Crude oil, found deep in the Earth's crust, and brought to the surface by oil rigs.
How do we get all these useful products, from this thick brown liquid?
The answer lies in an ingenious process called fractional distillation.
Fractional Distillation
In normal distillation, a mixture of liquids is heated and the liquid with the lowest boiling point evaporates first.
This vapour is extracted, and then cooled to become a liquid in its pure form.
Fractional distillation is a special version of this process, separating a mixture of liquids into many different parts, or fractions.
It's ideal for separating crude oil, which is a soup of different hydrocarbon compounds – all with different boiling points.
The main reason they have different boiling points, is down to the number of carbon atoms in their molecules.

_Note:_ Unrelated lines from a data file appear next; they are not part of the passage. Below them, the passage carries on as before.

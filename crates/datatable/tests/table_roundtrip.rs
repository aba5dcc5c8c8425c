use datatable::{
    chrono::{NaiveDate, NaiveDateTime}, ColumnOrientedTable, ColumnType, CompositeBufferOptions, FloatMatrix,
    FloatVector, IndexList, ReadOnlyBuffer, ScanOptions, ScanStatus, TableBuilder, TableError,
    TableOptions, TempFileManager, Value, WeightedIndexList,
};
use pretty_assertions::assert_eq;
use proptest::prelude::*;
use std::sync::Arc;

fn builder(block_size: usize) -> TableBuilder {
    TableBuilder::new(
        Arc::new(TempFileManager::new()),
        CompositeBufferOptions {
            block_size,
            max_in_memory_blocks: 2,
            max_distinct: Some(64),
        },
    )
}

async fn read_all<T: Clone>(buffer: &mut dyn ReadOnlyBuffer<T>) -> Vec<T> {
    let mut out = Vec::new();
    for i in 0..buffer.block_count() {
        out.extend_from_slice(&buffer.get_typed_block(i).await.unwrap());
    }
    out
}

#[tokio::test]
async fn two_column_table_reads_back_first_row() {
    let mut builder = builder(16);
    builder.add_column::<i32>("number").extend([6, 7]).unwrap();
    builder
        .add_column::<String>("text")
        .extend(["test".to_string(), "test 2".to_string()])
        .unwrap();
    let table = builder.finish(TableOptions::default()).unwrap();

    assert_eq!(table.row_count(), 2);
    assert_eq!(table.column_count(), 2);
    assert_eq!(table.column_types(), vec![ColumnType::Int, ColumnType::String]);
    assert_eq!(
        table.row(0).await.unwrap(),
        vec![Value::Int(6), Value::String("test".to_string())]
    );
    assert_eq!(
        table.row(1).await.unwrap(),
        vec![Value::Int(7), Value::String("test 2".to_string())]
    );
    assert!(matches!(
        table.row(2).await,
        Err(TableError::RowOutOfRange { index: 2, count: 2 })
    ));
}

#[tokio::test]
async fn every_element_type_survives_a_file_round_trip() {
    let date = NaiveDate::from_ymd_opt(2024, 2, 29)
        .unwrap()
        .and_hms_micro_opt(13, 45, 7, 250)
        .unwrap();
    let matrix = FloatMatrix::new([2, 2], vec![1.0, 2.0, 3.0, 4.0]).unwrap();

    let mut builder = builder(2);
    builder.add_column::<bool>("bool").extend([true, false, true]).unwrap();
    builder.add_column::<i8>("sbyte").extend([-1, 0, 127]).unwrap();
    builder.add_column::<i64>("long").extend([i64::MIN, 0, i64::MAX]).unwrap();
    builder.add_column::<f32>("float").extend([0.5, -0.0, f32::INFINITY]).unwrap();
    builder
        .add_column::<NaiveDateTime>("date")
        .extend([date, date, date])
        .unwrap();
    builder
        .add_column::<IndexList>("indices")
        .extend([
            IndexList::new(vec![1u32, 2]),
            IndexList::new(Vec::<u32>::new()),
            IndexList::new(vec![9u32]),
        ])
        .unwrap();
    builder
        .add_column::<WeightedIndexList>("weighted")
        .extend([
            WeightedIndexList::new([(0, 0.5)]),
            WeightedIndexList::new([]),
            WeightedIndexList::new([(3, 1.0), (4, 2.0)]),
        ])
        .unwrap();
    builder
        .add_column::<FloatVector>("vector")
        .extend([FloatVector::new(vec![1.0f32]), FloatVector::zeros(3), FloatVector::new(Vec::<f32>::new())])
        .unwrap();
    builder
        .add_column::<FloatMatrix>("matrix")
        .extend([matrix.clone(), matrix.clone(), matrix.clone()])
        .unwrap();

    let dir = tempfile::tempdir().unwrap();
    let path = dir.path().join("all_types.dt");
    let written = builder.write_to_path(&path).unwrap();
    assert_eq!(written, std::fs::metadata(&path).unwrap().len());

    let table = ColumnOrientedTable::open_path(&path, TableOptions { block_size: 2, cache_blocks: 1 }).unwrap();
    assert_eq!(table.row_count(), 3);
    assert_eq!(
        read_all(table.column::<i64>(2).unwrap().as_mut()).await,
        vec![i64::MIN, 0, i64::MAX]
    );
    assert_eq!(
        read_all(table.column::<NaiveDateTime>(4).unwrap().as_mut()).await,
        vec![date; 3]
    );
    assert_eq!(
        read_all(table.column::<WeightedIndexList>(6).unwrap().as_mut()).await[2],
        WeightedIndexList::new([(3, 1.0), (4, 2.0)])
    );
    assert_eq!(
        read_all(table.column::<FloatVector>(7).unwrap().as_mut()).await,
        vec![FloatVector::new(vec![1.0f32]), FloatVector::zeros(3), FloatVector::new(Vec::<f32>::new())]
    );
    assert_eq!(
        table.row(2).await.unwrap(),
        vec![
            Value::Boolean(true),
            Value::SByte(127),
            Value::Long(i64::MAX),
            Value::Float(f32::INFINITY),
            Value::Date(date),
            Value::IndexList(IndexList::new(vec![9u32])),
            Value::WeightedIndexList(WeightedIndexList::new([(3, 1.0), (4, 2.0)])),
            Value::Vector(FloatVector::new(Vec::<f32>::new())),
            Value::Matrix(matrix),
        ]
    );
}

#[test]
fn unknown_type_tag_fails_the_open() {
    let mut builder = builder(4);
    builder.add_column::<i32>("a").add(1).unwrap();
    let mut bytes = Vec::new();
    builder.write_to(&mut bytes).unwrap();

    bytes[9] = 42;
    let err = ColumnOrientedTable::from_bytes(bytes, TableOptions::default()).unwrap_err();
    assert_eq!(err.to_string(), "invalid table: column 0: unknown element type tag 42");
}

#[test]
fn empty_source_is_a_format_error() {
    let err = ColumnOrientedTable::from_bytes(Vec::new(), TableOptions::default()).unwrap_err();
    assert!(matches!(err, TableError::Format(_)));
}

#[tokio::test]
async fn for_each_row_visits_rows_in_order() {
    let mut builder = builder(3);
    builder.add_column::<i16>("n").extend(0..7).unwrap();
    builder
        .add_column::<String>("s")
        .extend((0..7).map(|i| format!("row {i}")))
        .unwrap();
    let table = builder.finish(TableOptions { block_size: 3, cache_blocks: 1 }).unwrap();

    let mut seen = Vec::new();
    let status = table
        .for_each_row(
            |index, row| {
                seen.push((index, row[0].clone(), row[1].to_string()));
                Ok::<_, TableError>(())
            },
            ScanOptions::default(),
        )
        .await
        .unwrap();
    assert_eq!(status, ScanStatus::Completed);
    assert_eq!(seen.len(), 7);
    assert_eq!(seen[6], (6, Value::Short(6), "row 6".to_string()));
}

#[tokio::test]
async fn empty_table_has_no_blocks() {
    let mut builder = builder(4);
    builder.add_column::<f64>("x");
    builder.add_column::<String>("y");
    let table = builder.finish(TableOptions::default()).unwrap();
    assert_eq!(table.row_count(), 0);

    let mut strings = table.column::<String>(1).unwrap();
    assert_eq!(strings.block_count(), 0);
    assert!(strings.get_typed_block(0).await.unwrap().is_empty());
}

async fn round_trip(ints: Vec<i32>, block_size: usize) {
    let strings: Vec<String> = ints.iter().map(|i| "s".repeat((*i as usize) % 5)).collect();
    let mut builder = TableBuilder::new(
        Arc::new(TempFileManager::new()),
        CompositeBufferOptions {
            block_size,
            max_in_memory_blocks: 1,
            max_distinct: None,
        },
    );
    builder.add_column::<i32>("ints").extend(ints.iter().copied()).unwrap();
    builder.add_column::<String>("strings").extend(strings.iter().cloned()).unwrap();
    let table = builder
        .finish(TableOptions {
            block_size,
            cache_blocks: 1,
        })
        .unwrap();

    assert_eq!(read_all(table.column::<i32>(0).unwrap().as_mut()).await, ints);
    assert_eq!(read_all(table.column::<String>(1).unwrap().as_mut()).await, strings);
}

#[tokio::test]
async fn composite_buffers_round_trip_at_block_boundaries() {
    let block = 4;
    for len in [0, 1, block, 3 * block + 1] {
        round_trip((0..len as i32).collect(), block).await;
    }
}

proptest! {
    #![proptest_config(ProptestConfig::with_cases(32))]

    #[test]
    fn composite_buffers_round_trip(ints in proptest::collection::vec(0i32..1000, 0..64), block_size in 1usize..9) {
        let rt = tokio::runtime::Builder::new_current_thread().build().unwrap();
        rt.block_on(round_trip(ints, block_size));
    }
}
impl std::fmt::Debug for ColumnOrientedTable {
    fn fmt(&self, f: &mut std::fmt::Formatter<'_>) -> std::fmt::Result {
        f.debug_struct("ColumnOrientedTable")
            .field("row_count", &self.row_count)
            .field("column_types", &self.column_types())
            .field("options", &self.options)
            .finish_non_exhaustive()
    }
}

impl ColumnOrientedTable {
    pub fn open(reader: Arc<dyn ByteBlockReader>, options: TableOptions) -> Result<Self> {
        let (header, data_offset) = read_header(reader.as_ref())?;
        let row_count = u64::from(header.row_count);

        let mut columns = Vec::with_capacity(header.columns.len());
        let mut offset = data_offset;
        for (index, ColumnDescriptor { column_type, metadata }) in header.columns.into_iter().enumerate() {
            let invalid = |message: String| FormatError::InvalidColumn {
                column: index as u32,
                message,
            };
            let (layout, payload_len) = match column_type.fixed_size() {
                Some(element_size) => (
                    ColumnLayout::Fixed {
                        offset,
                        element_size,
                    },
                    0,
                ),
                None => (
                    ColumnLayout::Encoded { offset },
                    read_payload_len(reader.as_ref(), index, offset, row_count)?,
                ),
            };
            let end = layout
                .byte_size(row_count, payload_len)
                .and_then(|size| offset.checked_add(size))
                .ok_or_else(|| {
                    invalid(format!(
                        "{column_type} data size overflows (payload length {payload_len})"
                    ))
                })?;
            if end > reader.size() {
                return Err(invalid(format!(
                    "{column_type} data at {offset}..{end} extends past the {} byte source",
                    reader.size()
                ))
                .into());
            }
            let byte_size = end - offset;
            columns.push(ColumnInfo {
                index,
                column_type,
                metadata,
                layout,
                byte_size,
            });
            offset = end;
        }

        log::debug!(
            "opened column table: {row_count} rows, {} columns, {} data bytes",
            columns.len(),
            offset - data_offset
        );

        Ok(Self {
            reader,
            options,
            row_count,
            columns,
            converters: Arc::new(ConverterTable::default()),
        })
    }

    pub fn open_path(path: impl AsRef<Path>, options: TableOptions) -> Result<Self> {
        let reader = FileByteReader::open(path)?;
        Self::open(Arc::new(reader), options)
    }

    pub fn from_bytes(bytes: impl Into<Bytes>, options: TableOptions) -> Result<Self> {
        Self::open(Arc::new(MemoryByteReader::new(bytes)), options)
    }

    /// Replace the converter table used for numeric column conversion.
    pub fn with_converters(mut self, converters: Arc<ConverterTable>) -> Self {
        self.converters = converters;
        self
    }

    pub fn options(&self) -> &TableOptions {
        &self.options
    }

    pub fn row_count(&self) -> u64 {
        self.row_count
    }

    pub fn column_count(&self) -> usize {
        self.columns.len()
    }

    pub fn column_types(&self) -> Vec<ColumnType> {
        self.columns.iter().map(|c| c.column_type).collect()
    }

    pub fn columns(&self) -> &[ColumnInfo] {
        &self.columns
    }

    pub fn column_info(&self, index: usize) -> Result<&ColumnInfo> {
        self.columns.get(index).ok_or(TableError::ColumnOutOfRange {
            index,
            count: self.columns.len(),
        })
    }

    pub fn metadata(&self, index: usize) -> Result<&MetaData> {
        self.column_info(index).map(|c| &c.metadata)
    }

    /// Index of the first column whose `Name` metadata equals `name`.
    pub fn column_index(&self, name: &str) -> Option<usize> {
        self.columns.iter().position(|c| c.name() == Some(name))
    }

    /// Effective block size of every column reader this table hands out.
    pub fn block_size(&self) -> usize {
        effective_block_size(self.options.block_size, self.row_count)
    }

    pub fn reader(&self) -> &Arc<dyn ByteBlockReader> {
        &self.reader
    }

    fn typed_column<T: ColumnElement>(&self, info: &ColumnInfo) -> Result<ColumnBuffer<T>> {
        Ok(ColumnBuffer::new(
            self.reader.clone(),
            info.layout,
            self.row_count,
            self.options.block_size,
            NonZeroUsize::new(self.options.cache_blocks).unwrap_or(NonZeroUsize::MIN),
        )?)
    }

    /// Reader over column `index` as elements of type `T`.
    ///
    /// A column stored as `T` is read directly. Numeric columns can be read as
    /// any numeric type the converter table supports, and every column can be
    /// read as `String`. Anything else, including a numeric pair missing from
    /// the converter table, is a [`TableError::TypeMismatch`].
    pub fn column<T: ColumnElement>(&self, index: usize) -> Result<Box<dyn ReadOnlyBuffer<T>>> {
        let info = self.column_info(index)?;
        let stored = info.column_type;
        let requested = T::COLUMN_TYPE;

        if stored == requested {
            return Ok(Box::new(self.typed_column::<T>(info)?));
        }

        if stored.is_numeric() && requested.is_numeric() {
            let converted: Option<Box<dyn ReadOnlyBuffer<T>>> = dispatch_numeric_type!(
                stored,
                S => match self.converters.get::<S, T>() {
                    Ok(convert) => {
                        let convert: ConvertFn<S, T> = Arc::new(move |v: &S| convert(*v));
                        let buffer = ConvertingBuffer::new(Box::new(self.typed_column::<S>(info)?), convert);
                        Some(Box::new(buffer) as Box<dyn ReadOnlyBuffer<T>>)
                    }
                    Err(ConversionError::Unsupported { .. }) => None,
                    Err(err) => return Err(err.into()),
                },
                None
            );
            if let Some(buffer) = converted {
                return Ok(buffer);
            }
        }

        if requested == ColumnType::String {
            let strings: Box<dyn ReadOnlyBuffer<String>> = dispatch_column_type!(stored, S => {
                let convert: ConvertFn<S, String> = Arc::new(|v: &S| Ok(v.to_display_string()));
                let buffer = ConvertingBuffer::new(Box::new(self.typed_column::<S>(info)?), convert);
                Box::new(buffer) as Box<dyn ReadOnlyBuffer<String>>
            });
            let erased: Box<dyn Any> = Box::new(strings);
            if let Ok(buffer) = erased.downcast::<Box<dyn ReadOnlyBuffer<T>>>() {
                return Ok(*buffer);
            }
        }

        Err(TableError::TypeMismatch {
            column: index,
            expected: requested,
            actual: stored,
        })
    }

    /// Type-erased reader over column `index`.
    pub fn erased_column(&self, index: usize) -> Result<Box<dyn ReadOnlyBuffer<Value>>> {
        let info = self.column_info(index)?;
        Ok(dispatch_column_type!(info.column_type, S => {
            let convert: ConvertFn<S, Value> = Arc::new(|v: &S| Ok(v.to_value()));
            let buffer = ConvertingBuffer::new(Box::new(self.typed_column::<S>(info)?), convert);
            Box::new(buffer) as Box<dyn ReadOnlyBuffer<Value>>
        }))
    }

    /// Every column's value at row `index`.
    pub async fn row(&self, index: u64) -> Result<Vec<Value>> {
        if index >= self.row_count {
            return Err(TableError::RowOutOfRange {
                index,
                count: self.row_count,
            });
        }
        let block_size = self.block_size() as u64;
        let block = (index / block_size) as usize;
        let within = (index % block_size) as usize;

        let mut row = Vec::with_capacity(self.columns.len());
        for column in 0..self.columns.len() {
            let mut reader = self.erased_column(column)?;
            let values = reader.get_typed_block(block).await?;
            row.push(values[within].clone());
        }
        Ok(row)
    }

    /// Visit rows in order, one block of every column at a time.
    ///
    /// `callback` receives the row index and the row's values. Cancellation and
    /// progress behave as in [`crate::scan::for_each_block`].
    pub async fn for_each_row<F, E>(&self, mut callback: F, options: ScanOptions<'_>) -> std::result::Result<ScanStatus, E>
    where
        F: FnMut(u64, &[Value]) -> std::result::Result<(), E>,
        E: From<TableError>,
    {
        let mut readers = (0..self.columns.len())
            .map(|column| self.erased_column(column))
            .collect::<Result<Vec<_>>>()?;
        let block_count = crate::read_buffer::block_count(self.row_count, self.block_size());

        if let Some(notify) = options.notify {
            notify.on_start(options.message);
        }

        let mut row_index = 0u64;
        let mut row = Vec::with_capacity(readers.len());
        for block in 0..block_count {
            if options.cancel.is_some_and(|c| c.is_cancelled()) {
                log::debug!("row scan cancelled after {block} of {block_count} blocks");
                if let Some(notify) = options.notify {
                    notify.on_complete(true);
                }
                return Ok(ScanStatus::Cancelled);
            }

            let mut blocks = Vec::with_capacity(readers.len());
            for reader in readers.iter_mut() {
                blocks.push(reader.get_typed_block(block).await?);
            }
            let rows_in_block = blocks.first().map_or(0, |b| b.len());
            for within in 0..rows_in_block {
                row.clear();
                row.extend(blocks.iter().map(|b| b[within].clone()));
                callback(row_index, &row)?;
                row_index += 1;
            }

            if let Some(notify) = options.notify {
                notify.on_progress((block + 1) as f32 / block_count as f32);
            }
        }

        if let Some(notify) = options.notify {
            notify.on_complete(false);
        }
        Ok(ScanStatus::Completed)
    }
}

fn read_header(reader: &dyn ByteBlockReader) -> Result<(TableHeader, u64)> {
    let size = reader.size();
    let mut probe = HEADER_PROBE_BYTES.min(size);
    loop {
        let bytes = reader.get_block(0, probe)?;
        match TableHeader::parse(&bytes) {
            Err(FormatError::Truncated(_)) if probe < size => {
                probe = (probe * 2).min(size);
            }
            other => return Ok(other?),
        }
    }
}

/// Last entry of an encoded column's offset table, which is its payload length.
fn read_payload_len(reader: &dyn ByteBlockReader, column: usize, offset: u64, rows: u64) -> Result<u64> {
    let table_end = ColumnLayout::Encoded { offset }
        .byte_size(rows, 0)
        .and_then(|size| offset.checked_add(size))
        .filter(|end| *end <= reader.size())
        .ok_or_else(|| FormatError::InvalidColumn {
            column: column as u32,
            message: format!("offset table for {rows} rows at {offset} is truncated"),
        })?;
    let raw = reader.get_block(table_end - 8, 8)?;
    let mut last = [0u8; 8];
    last.copy_from_slice(&raw);
    Ok(u64::from_le_bytes(last))
}

/// Storage for one builder column with its element type erased.
trait BuilderColumn: Send {
    fn column_type(&self) -> ColumnType;
    fn len(&self) -> u64;
    fn metadata(&self) -> &MetaData;
    fn as_any_mut(&mut self) -> &mut dyn Any;
    fn write_data(&mut self, out: &mut dyn Write) -> std::result::Result<u64, BufferError>;
}

impl<T: ColumnElement> BuilderColumn for CompositeBuffer<T> {
    fn column_type(&self) -> ColumnType {
        T::COLUMN_TYPE
    }

    fn len(&self) -> u64 {
        self.size()
    }

    fn metadata(&self) -> &MetaData {
        CompositeBuffer::metadata(self)
    }

    fn as_any_mut(&mut self) -> &mut dyn Any {
        self
    }

    fn write_data(&mut self, out: &mut dyn Write) -> std::result::Result<u64, BufferError> {
        self.write_to(out)
    }
}

/// Accumulates columns in composite buffers and writes them as one table.
pub struct TableBuilder {
    provider: Arc<dyn TempStreamProvider>,
    options: CompositeBufferOptions,
    columns: Vec<Box<dyn BuilderColumn>>,
}
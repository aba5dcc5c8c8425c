use super::Analysis;
use crate::element::{ColumnElement, DistinctKey};
use crate::error::ConversionError;
use crate::metadata::{keys, MetaData};
use indexmap::IndexMap;
use std::marker::PhantomData;

/// Assigns each distinct value a stable index in first-seen order.
#[derive(Clone, Debug)]
pub struct DistinctIndexer<T> {
    indices: IndexMap<DistinctKey, String>,
    _element: PhantomData<fn(&T)>,
}

impl<T> Default for DistinctIndexer<T> {
    fn default() -> Self {
        Self {
            indices: IndexMap::new(),
            _element: PhantomData,
        }
    }
}

impl<T: ColumnElement> DistinctIndexer<T> {
    pub fn new() -> Self {
        Self::default()
    }

    /// Index every value of `items`.
    pub fn from_values<'a>(items: impl IntoIterator<Item = &'a T>) -> Self {
        let mut indexer = Self::new();
        for item in items {
            indexer.insert(item);
        }
        indexer
    }

    pub fn len(&self) -> usize {
        self.indices.len()
    }

    pub fn is_empty(&self) -> bool {
        self.indices.is_empty()
    }

    pub fn get(&self, item: &T) -> Option<u32> {
        self.indices
            .get_index_of(&item.distinct_key())
            .map(|i| i as u32)
    }

    /// Index of `item`, assigning the next index if it has not been seen.
    pub fn insert(&mut self, item: &T) -> u32 {
        let entry = self.indices.entry(item.distinct_key());
        let index = entry.index();
        entry.or_insert_with(|| item.to_display_string());
        index as u32
    }

    /// Like [`insert`](Self::insert), but refuses to grow past `limit` values.
    pub fn insert_bounded(&mut self, item: &T, limit: usize) -> Result<u32, ConversionError> {
        let key = item.distinct_key();
        if let Some(index) = self.indices.get_index_of(&key) {
            return Ok(index as u32);
        }
        if self.indices.len() >= limit {
            return Err(ConversionError::IndexerCapacity { limit });
        }
        let (index, _) = self.indices.insert_full(key, item.to_display_string());
        Ok(index as u32)
    }

    /// Labels in index order.
    pub fn labels(&self) -> impl Iterator<Item = &str> {
        self.indices.values().map(String::as_str)
    }
}

impl<T: ColumnElement> Analysis<T> for DistinctIndexer<T> {
    fn add(&mut self, item: &T) {
        self.insert(item);
    }

    fn write_to(&self, metadata: &mut MetaData) {
        metadata.set(keys::NUM_DISTINCT, self.len());
        for (index, label) in self.labels().enumerate() {
            metadata.set(format!("{}{index}", keys::CATEGORY_PREFIX), label);
        }
    }
}

#[cfg(test)]
mod tests {
    use super::*;
    use pretty_assertions::assert_eq;

    #[test]
    fn indices_follow_first_appearance() {
        let mut indexer = DistinctIndexer::<String>::new();
        let values = ["b", "a", "b", "c", "a"].map(String::from);
        let assigned: Vec<u32> = values.iter().map(|v| indexer.insert(v)).collect();
        assert_eq!(assigned, vec![0, 1, 0, 2, 1]);
        assert_eq!(indexer.labels().collect::<Vec<_>>(), vec!["b", "a", "c"]);
        assert_eq!(indexer.get(&"c".to_string()), Some(2));
        assert_eq!(indexer.get(&"z".to_string()), None);
    }

    #[test]
    fn bounded_insert_reports_the_limit() {
        let mut indexer = DistinctIndexer::<i32>::new();
        assert_eq!(indexer.insert_bounded(&5, 2), Ok(0));
        assert_eq!(indexer.insert_bounded(&6, 2), Ok(1));
        assert_eq!(indexer.insert_bounded(&5, 2), Ok(0));
        let err = indexer.insert_bounded(&7, 2).unwrap_err();
        assert_eq!(err, ConversionError::IndexerCapacity { limit: 2 });
        assert_eq!(err.to_string(), "indexer limit of 2 distinct values exceeded");
        assert_eq!(indexer.len(), 2);
    }

    #[test]
    fn writes_count_and_category_labels() {
        let values = [3i64, 1, 3];
        let indexer = DistinctIndexer::from_values(&values);
        let mut metadata = MetaData::new();
        indexer.write_to(&mut metadata);
        assert_eq!(metadata.get_i64(keys::NUM_DISTINCT), Some(2));
        assert_eq!(metadata.category_labels(), vec![(0, "3"), (1, "1")]);
    }
}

The longer the chain of carbon atoms, the higher the boiling point.
Methane = 1 carbon atom.
Boiling point -162°C
Decane = 10 carbon atoms.
Boiling point 174°C
The crude oil is heated to a vapour, and pumped into a tall tower called a fractionating column, which is hot at the bottom, and cool at the top.
Fractions with long chains of carbon atoms, and so high boiling points – condense at the bottom of the column.
Whereas those with short chains, and so lower boiling points – condense at the top.
The condensed liquid is extracted, and each fraction has different properties.
Petrol
Those with smaller molecules, like petrol, are easily ignited so they make good fuels.
Those with bigger molecules, like bitumen, are un-reactive and viscous.
Bitumen
They are used as lubricants, for waterproofing and road surfacing.
The fractions in between include kerosene, used as aircraft fuel, and naphtha, used to make chemicals like plastics.
A wealth of substances that we'd find it hard to live without, exist thanks to this simple yet clever process – fractional distillation.